Nationwide E&S targets HNW segment with $1bn California wildfire capacity
The $1bn of capacity allocated by Nationwide E&S to write wildfire coverage in California is targeted at the high-net-worth (HNW) segment with products distributed by a select group of wholesalers including Gorst & Compass, Burns & Wilcox, RT Specialty and Hull & Company as distribution partners, The Insurer can reveal.
The move comes as other carriers have been retrenching from the admitted California HNW homeowners market, including AIG’s Private Client Group in a move first revealed by this publication earlier this month.
Nationwide E&S started offering the coverage just over two months ago, and has since received approximately 400 submissions, of which “the hit ratio is between 10 and 20 percent”, the firm’s president Russ Johnston told The Insurer.
The company is currently working with a select group of wholesalers as distribution partners for the offering, including “one or two that are very California-centric in their orientation” such as Chatsworth-headquartered Gorst & Compass.
While some carriers have pulled out of certain segments of the California admitted homeowners market in response to repeated catastrophes – largely wildfire losses – Johnston said an opportunity has been created, and Nationwide E&S can take advantage by deploying the capacity.
“There are some very good risks that, on the personal lines side, tend to be more oriented around the traditional HNW market.

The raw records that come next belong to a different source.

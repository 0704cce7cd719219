//! Output formatting for CLI
//!
//! Provides consistent output formatting across all commands:
//! - Human-readable default output
//! - JSON output (--json flag)
//! - Quiet mode for scripting (--quiet flag)

use quire_core::{DirEntry, DumpSummary, NodeKind};

/// Output format options
#[derive(Debug, Clone, Copy, PartialEq, Eq)]
pub enum OutputFormat {
    /// Human-readable output (default)
    Human,
    /// JSON output
    Json,
    /// Quiet mode - minimal output
    Quiet,
}

impl OutputFormat {
    /// Create format from CLI flags
    pub fn from_flags(json: bool, quiet: bool) -> Self {
        if quiet {
            OutputFormat::Quiet
        } else if json {
            OutputFormat::Json
        } else {
            OutputFormat::Human
        }
    }
}

/// A folder entry resolved for display
pub struct Listing {
    pub entry: DirEntry,
    /// `None` when the binding points at a destroyed node
    pub kind: Option<NodeKind>,
}

/// Output helper for consistent formatting
pub struct Output {
    /// The output format
    pub format: OutputFormat,
}

impl Output {
    pub fn new(format: OutputFormat) -> Self {
        Self { format }
    }

    /// Check if output is in quiet mode
    pub fn is_quiet(&self) -> bool {
        matches!(self.format, OutputFormat::Quiet)
    }

    /// Print the entries of a folder
    pub fn print_listing(&self, listing: &[Listing]) {
        match self.format {
            OutputFormat::Human => {
                if listing.is_empty() {
                    println!("Empty folder.");
                    return;
                }
                for item in listing {
                    let marker = match item.kind {
                        Some(NodeKind::Folder) => "/",
                        Some(NodeKind::File) => "",
                        None => " (dangling)",
                    };
                    println!(
                        "{} | {}{}",
                        short_id(&item.entry.child_id),
                        truncate(&item.entry.name, 50),
                        marker
                    );
                }
                println!("\n{} entr{}", listing.len(), if listing.len() == 1 { "y" } else { "ies" });
            }
            OutputFormat::Json => {
                let json: Vec<_> = listing
                    .iter()
                    .map(|item| {
                        serde_json::json!({
                            "bind_id": item.entry.bind_id,
                            "name": item.entry.name,
                            "child_id": item.entry.child_id,
                            "kind": item.kind.map(|k| k.as_str()),
                        })
                    })
                    .collect();
                println!("{}", serde_json::Value::Array(json));
            }
            OutputFormat::Quiet => {
                for item in listing {
                    println!("{}", item.entry.name);
                }
            }
        }
    }

    /// Print dump or undump record counts
    pub fn print_summary(&self, action: &str, summary: &DumpSummary) {
        match self.format {
            OutputFormat::Human => {
                println!(
                    "✓ {}: {} node(s), {} binding(s), {} content row(s), {} blob(s)",
                    action, summary.nodes, summary.bindings, summary.contents, summary.blobs
                );
            }
            OutputFormat::Json => {
                println!(
                    "{}",
                    serde_json::json!({
                        "status": "success",
                        "action": action,
                        "nodes": summary.nodes,
                        "bindings": summary.bindings,
                        "contents": summary.contents,
                        "blobs": summary.blobs,
                    })
                );
            }
            OutputFormat::Quiet => {}
        }
    }

    /// Print a success message
    pub fn success(&self, message: &str) {
        match self.format {
            OutputFormat::Human => println!("✓ {}", message),
            OutputFormat::Json => {
                println!(
                    "{}",
                    serde_json::json!({"status": "success", "message": message})
                );
            }
            OutputFormat::Quiet => {}
        }
    }

    /// Print an informational message
    pub fn message(&self, msg: &str) {
        match self.format {
            OutputFormat::Human => println!("{}", msg),
            OutputFormat::Json => {
                println!("{}", serde_json::json!({"message": msg}));
            }
            OutputFormat::Quiet => {}
        }
    }
}

/// First 8 characters of a node id
pub fn short_id(id: &str) -> &str {
    id.get(..8).unwrap_or(id)
}

/// Truncate a string to max length, adding "..." if truncated
fn truncate(s: &str, max_len: usize) -> String {
    if s.chars().count() <= max_len {
        s.to_string()
    } else {
        let kept: String = s.chars().take(max_len.saturating_sub(3)).collect();
        format!("{}...", kept)
    }
}

#[cfg(test)]
mod tests {
    use super::*;

    #[test]
    fn test_format_from_flags() {
        assert_eq!(OutputFormat::from_flags(false, false), OutputFormat::Human);
        assert_eq!(OutputFormat::from_flags(true, false), OutputFormat::Json);
        assert_eq!(OutputFormat::from_flags(false, true), OutputFormat::Quiet);
        // Quiet takes precedence
        assert_eq!(OutputFormat::from_flags(true, true), OutputFormat::Quiet);
    }

    #[test]
    fn test_truncate() {
        assert_eq!(truncate("short", 10), "short");
        assert_eq!(truncate("this is a long string", 10), "this is...");
        assert_eq!(truncate("ééééééééééé", 5), "éé...");
    }

    #[test]
    fn test_short_id() {
        assert_eq!(short_id("root"), "root");
        assert_eq!(short_id("0123456789abcdef"), "01234567");
    }
}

The admitted market is just struggling to support that customer segment for all the obvious reasons – freedom of rate form, technical pricing, etc,” said Johnston.

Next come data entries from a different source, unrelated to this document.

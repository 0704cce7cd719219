//! Attribute values
//!
//! `Value` is a JSON-like tree that can also hold raw binary payloads.
//! Binary leaves must be externalized (see [`crate::externalize`]) before a
//! tree can be turned into JSON text.

use std::collections::BTreeMap;

use serde_json::Number;

use crate::storage::{StoreError, StoreResult};

/// Object key marking an externalized payload: `{"__blobPath": "blobs/<id>.bin"}`
pub const BLOB_PATH_KEY: &str = "__blobPath";

/// JSON-like value tree with binary leaves
#[derive(Debug, Clone, PartialEq, Default)]
pub enum Value {
    #[default]
    Null,
    Bool(bool),
    Number(Number),
    String(String),
    Array(Vec<Value>),
    Object(BTreeMap<String, Value>),
    Binary(Vec<u8>),
}

impl Value {
    /// An empty object
    pub fn object() -> Self {
        Value::Object(BTreeMap::new())
    }

    /// Build the marker object for an externalized payload
    pub fn blob_marker(path: impl Into<String>) -> Self {
        let mut map = BTreeMap::new();
        map.insert(BLOB_PATH_KEY.to_string(), Value::String(path.into()));
        Value::Object(map)
    }

    /// The blob path if this value is exactly a marker object
    pub fn as_blob_marker(&self) -> Option<&str> {
        match self {
            Value::Object(map) if map.len() == 1 => match map.get(BLOB_PATH_KEY) {
                Some(Value::String(path)) => Some(path),
                _ => None,
            },
            _ => None,
        }
    }

    /// Look up a key on an object value
    pub fn get(&self, key: &str) -> Option<&Value> {
        match self {
            Value::Object(map) => map.get(key),
            _ => None,
        }
    }

    /// Insert a key on an object value; non-objects are replaced by an object
    pub fn insert(&mut self, key: impl Into<String>, value: impl Into<Value>) {
        if !matches!(self, Value::Object(_)) {
            *self = Value::object();
        }
        if let Value::Object(map) = self {
            map.insert(key.into(), value.into());
        }
    }

    pub fn as_str(&self) -> Option<&str> {
        match self {
            Value::String(s) => Some(s),
            _ => None,
        }
    }

    pub fn as_bytes(&self) -> Option<&[u8]> {
        match self {
            Value::Binary(b) => Some(b),
            _ => None,
        }
    }

    /// Whether any leaf of the tree is a binary payload
    pub fn contains_binary(&self) -> bool {
        match self {
            Value::Binary(_) => true,
            Value::Array(items) => items.iter().any(Value::contains_binary),
            Value::Object(map) => map.values().any(Value::contains_binary),
            _ => false,
        }
    }

    /// Every blob path referenced by a marker in the tree
    pub fn blob_refs(&self) -> Vec<String> {
        let mut refs = Vec::new();
        self.collect_blob_refs(&mut refs);
        refs
    }

    fn collect_blob_refs(&self, refs: &mut Vec<String>) {
        if let Some(path) = self.as_blob_marker() {
            refs.push(path.to_string());
            return;
        }
        match self {
            Value::Array(items) => items.iter().for_each(|v| v.collect_blob_refs(refs)),
            Value::Object(map) => map.values().for_each(|v| v.collect_blob_refs(refs)),
            _ => {}
        }
    }

    /// Convert from a JSON value
    pub fn from_json(json: serde_json::Value) -> Self {
        match json {
            serde_json::Value::Null => Value::Null,
            serde_json::Value::Bool(b) => Value::Bool(b),
            serde_json::Value::Number(n) => Value::Number(n),
            serde_json::Value::String(s) => Value::String(s),
            serde_json::Value::Array(items) => {
                Value::Array(items.into_iter().map(Value::from_json).collect())
            }
            serde_json::Value::Object(map) => Value::Object(
                map.into_iter()
                    .map(|(k, v)| (k, Value::from_json(v)))
                    .collect(),
            ),
        }
    }

    /// Convert to a JSON value
    ///
    /// Fails if the tree still holds binary payloads.
    pub fn to_json(&self) -> StoreResult<serde_json::Value> {
        Ok(match self {
            Value::Null => serde_json::Value::Null,
            Value::Bool(b) => serde_json::Value::Bool(*b),
            Value::Number(n) => serde_json::Value::Number(n.clone()),
            Value::String(s) => serde_json::Value::String(s.clone()),
            Value::Array(items) => serde_json::Value::Array(
                items
                    .iter()
                    .map(Value::to_json)
                    .collect::<StoreResult<Vec<_>>>()?,
            ),
            Value::Object(map) => serde_json::Value::Object(
                map.iter()
                    .map(|(k, v)| Ok((k.clone(), v.to_json()?)))
                    .collect::<StoreResult<serde_json::Map<_, _>>>()?,
            ),
            Value::Binary(_) => {
                return Err(StoreError::Conversion(
                    "binary payload must be externalized before JSON encoding".to_string(),
                ))
            }
        })
    }

    /// Parse JSON text
    pub fn parse(text: &str) -> StoreResult<Self> {
        Ok(Value::from_json(serde_json::from_str(text)?))
    }

    /// Encode as JSON text
    pub fn to_json_string(&self) -> StoreResult<String> {
        Ok(serde_json::to_string(&self.to_json()?)?)
    }
}

impl From<bool> for Value {
    fn from(b: bool) -> Self {
        Value::Bool(b)
    }
}

impl From<i64> for Value {
    fn from(n: i64) -> Self {
        Value::Number(n.into())
    }
}

impl From<&str> for Value {
    fn from(s: &str) -> Self {
        Value::String(s.to_string())
    }
}

impl From<String> for Value {
    fn from(s: String) -> Self {
        Value::String(s)
    }
}

impl From<Vec<u8>> for Value {
    fn from(bytes: Vec<u8>) -> Self {
        Value::Binary(bytes)
    }
}

impl From<Vec<Value>> for Value {
    fn from(items: Vec<Value>) -> Self {
        Value::Array(items)
    }
}

impl From<serde_json::Value> for Value {
    fn from(json: serde_json::Value) -> Self {
        Value::from_json(json)
    }
}

#[cfg(test)]
mod tests {
    use super::*;
    use serde_json::json;

    #[test]
    fn test_json_conversion() {
        let json = json!({"name": "a", "tags": [1, 2.5, true, null]});
        let value = Value::from_json(json.clone());
        assert_eq!(value.to_json().unwrap(), json);
    }

    #[test]
    fn test_binary_refuses_json() {
        let mut value = Value::object();
        value.insert("raw", vec![1u8, 2, 3]);
        assert!(value.contains_binary());
        assert!(matches!(
            value.to_json().unwrap_err(),
            StoreError::Conversion(_)
        ));
    }

    #[test]
    fn test_blob_marker_detection() {
        let marker = Value::blob_marker("blobs/x.bin");
        assert_eq!(marker.as_blob_marker(), Some("blobs/x.bin"));

        // Extra keys mean it is ordinary data
        let mut not_marker = Value::blob_marker("blobs/x.bin");
        not_marker.insert("other", 1i64);
        assert_eq!(not_marker.as_blob_marker(), None);

        let mut wrong_type = Value::object();
        wrong_type.insert(BLOB_PATH_KEY, 5i64);
        assert_eq!(wrong_type.as_blob_marker(), None);
    }

    #[test]
    fn test_blob_refs() {
        let mut value = Value::object();
        value.insert("a", Value::blob_marker("blobs/a.bin"));
        value.insert(
            "list",
            vec![Value::Null, Value::blob_marker("blobs/b.bin")],
        );
        let mut refs = value.blob_refs();
        refs.sort();
        assert_eq!(refs, vec!["blobs/a.bin", "blobs/b.bin"]);
    }

    #[test]
    fn test_parse_and_encode() {
        let value = Value::parse(r#"{"mediaKind":"text"}"#).unwrap();
        assert_eq!(value.get("mediaKind").and_then(Value::as_str), Some("text"));
        assert_eq!(value.to_json_string().unwrap(), r#"{"mediaKind":"text"}"#);
    }
}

“As the rest of the industry is throwing the baby out with the bath water, it’s sort of a classic E&S play to step in with a bit of capacity, and be really smart and help customers when the market is distancing themselves from it,” he added.

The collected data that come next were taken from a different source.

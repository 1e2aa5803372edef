//! Catalog domain module.
//!
//! Read-only view of catalog products as the storefront sees them, plus the
//! collaborator traits through which the storefront reaches the catalog
//! (entity lookup, configurable-product relationships, search). The catalog
//! store itself lives elsewhere; `InMemoryCatalog` backs tests and previews.

pub mod in_memory;
pub mod lookup;
pub mod money;
pub mod product;
pub mod search;
pub mod sku;

pub use in_memory::InMemoryCatalog;
pub use lookup::{CatalogLookup, LookupError, LookupResult, ProductSearch, VariantRelationshipLookup};
pub use money::Money;
pub use product::{Product, Visibility};
pub use search::{ConditionType, Filter, FilterBuilder, SearchCriteria, SearchCriteriaBuilder};
pub use sku::Sku;
//! Entity trait: identity + continuity across state changes.

/// Entity marker + minimal interface.
///
/// Catalog entities are owned by the external catalog store; the storefront
/// only reads them, so there is no mutation surface here.
pub trait Entity {
    /// Strongly-typed entity identifier.
    type Id: Clone + Eq + core::hash::Hash + core::fmt::Debug;

    /// Returns the entity identifier.
    fn id(&self) -> &Self::Id;
}
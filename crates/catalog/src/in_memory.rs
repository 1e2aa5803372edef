use std::collections::HashMap;
use std::sync::RwLock;

use storefront_core::{Entity, ProductId};

use crate::lookup::{
    CatalogLookup, LookupError, LookupResult, ProductSearch, VariantRelationshipLookup,
};
use crate::product::{Product, Visibility};
use crate::search::{ConditionType, Filter, SearchCriteria};

/// In-memory catalog for tests/dev.
///
/// Search supports `sku` (`eq`/`in`), `entity_id` (`eq`/`in`) and
/// `visibility` (`eq`). Results are ordered by product id.
#[derive(Debug, Default)]
pub struct InMemoryCatalog {
    products: RwLock<HashMap<ProductId, Product>>,
    parents: RwLock<HashMap<ProductId, Vec<ProductId>>>,
}

impl InMemoryCatalog {
    pub fn new() -> Self {
        Self::default()
    }

    /// Insert or replace a product. A poisoned lock drops the write with a warning.
    pub fn insert(&self, product: Product) {
        match self.products.write() {
            Ok(mut map) => {
                map.insert(*product.id(), product);
            }
            Err(_) => tracing::warn!(
                product_id = %product.id_typed(),
                "products lock poisoned; insert dropped"
            ),
        }
    }

    /// Remove a product. Variant links pointing at it are left in place, the
    /// same way a catalog leaves stale associations behind.
    pub fn remove(&self, id: ProductId) -> Option<Product> {
        self.products.write().ok()?.remove(&id)
    }

    /// Record `parent` as a configurable parent of `child`, after any existing parents.
    pub fn link(&self, child: ProductId, parent: ProductId) {
        let mut map = match self.parents.write() {
            Ok(map) => map,
            Err(_) => {
                tracing::warn!(
                    child_id = %child,
                    parent_id = %parent,
                    "relationships lock poisoned; link dropped"
                );
                return;
            }
        };
        let entry = map.entry(child).or_default();
        if !entry.contains(&parent) {
            entry.push(parent);
        }
    }

    pub fn len(&self) -> usize {
        self.products.read().map(|m| m.len()).unwrap_or(0)
    }

    pub fn is_empty(&self) -> bool {
        self.len() == 0
    }
}

fn poisoned(what: &str) -> LookupError {
    LookupError::backend(format!("{what} lock poisoned"))
}

fn filter_matches(product: &Product, filter: &Filter) -> LookupResult<bool> {
    let values = filter.values();
    match (filter.field(), filter.condition()) {
        ("sku", _) => Ok(values.iter().any(|v| v.trim() == product.sku().as_str())),
        ("entity_id", _) => {
            let id = product.id_typed().to_string();
            Ok(values.iter().any(|v| v.trim() == id))
        }
        ("visibility", ConditionType::Eq) => {
            let wanted: Visibility = values
                .first()
                .map(String::as_str)
                .unwrap_or_default()
                .parse()
                .map_err(|e| LookupError::Unsupported(format!("visibility filter: {e}")))?;
            Ok(product.visibility() == wanted)
        }
        (field, condition) => Err(LookupError::Unsupported(format!(
            "{condition:?} on field `{field}`"
        ))),
    }
}

impl CatalogLookup for InMemoryCatalog {
    fn get_by_id(&self, id: ProductId) -> LookupResult<Product> {
        let map = self.products.read().map_err(|_| poisoned("products"))?;
        map.get(&id).cloned().ok_or(LookupError::NotFound(id))
    }
}

impl VariantRelationshipLookup for InMemoryCatalog {
    fn parent_ids(&self, child: ProductId) -> LookupResult<Vec<ProductId>> {
        let map = self.parents.read().map_err(|_| poisoned("relationships"))?;
        Ok(map.get(&child).cloned().unwrap_or_default())
    }
}

impl ProductSearch for InMemoryCatalog {
    fn search(&self, criteria: &SearchCriteria) -> LookupResult<Vec<Product>> {
        let map = self.products.read().map_err(|_| poisoned("products"))?;

        let mut found = Vec::new();
        for product in map.values() {
            let mut keep = true;
            for filter in criteria.filters() {
                if !filter_matches(product, filter)? {
                    keep = false;
                    break;
                }
            }
            if keep {
                found.push(product.clone());
            }
        }

        found.sort_by_key(|p| p.id_typed());
        if let Some(size) = criteria.page_size() {
            found.truncate(size);
        }
        tracing::debug!(
            filters = criteria.filters().len(),
            results = found.len(),
            "in-memory catalog search"
        );
        Ok(found)
    }
}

“It’s classic underwriting,” Johnston said.
“Let’s pick really good properties that either from a construction or protection perspective, lend themselves to being a better risk with low to moderate exposure.”
Sources had previously said that the Nationwide approach is focusing on excess HNW homeowners business with low- to mid-level wildfire exposure.
Tactical play
Describing the California HNW expansion as “very much a tactical play for us”, Johnston said once Nationwide E&S has deployed the $1bn of capacity, the company remains open minded as to whether it will offer more, provided it makes sense from a pricing and risk perspective.
But the executive said there was a limit on how much capacity Nationwide E&S is willing to put to work.
“I don’t want to wake up tomorrow and be the largest wildfire non-admitted market in California – that’s not the strategy.
“And I suspect whether it’s a year from now or three years from now, the admitted market in conjunction with the regulators will sort of figure out a better long-term solution,” Johnston said.
In the coming years, Johnston predicted, local government, California’s utility companies and the insurance industry will work together to create a longer-term solution for the disrupted homeowners market in the state.
“But in the near term, it’s obviously creating some opportunity for the non-admitted market,” he said.
On top of the coverage itself, Johnston said Nationwide has also partnered with a wildfire protection company to help clients manage and mitigate their exposure.
“Anytime we see something on the horizon we’re going to throw our wildfire protection services at it to help, again, minimise the exposure,” Johnston said.
The new push from Nationwide E&S comes as the insurance industry tallies up its losses from what was yet another significant wildfire season along the West Coast.
As The Insurer has previously reported, three of the last four years – 2017, 2018 and 2020 – have generated wildfire losses in the US that exceeded $12bn.
Data from a report published by Aon and Zesty.ai earlier this year showed that of the 19 historical wildfire events that have resulted in more than $1bn in insured losses, all but three took place in the US.
And of all the insured wildfire losses paid out since 1950, 70 percent of the total was for events that took place between 2015 and 2020, highlighting the heightened risk posed by the peril in recent years.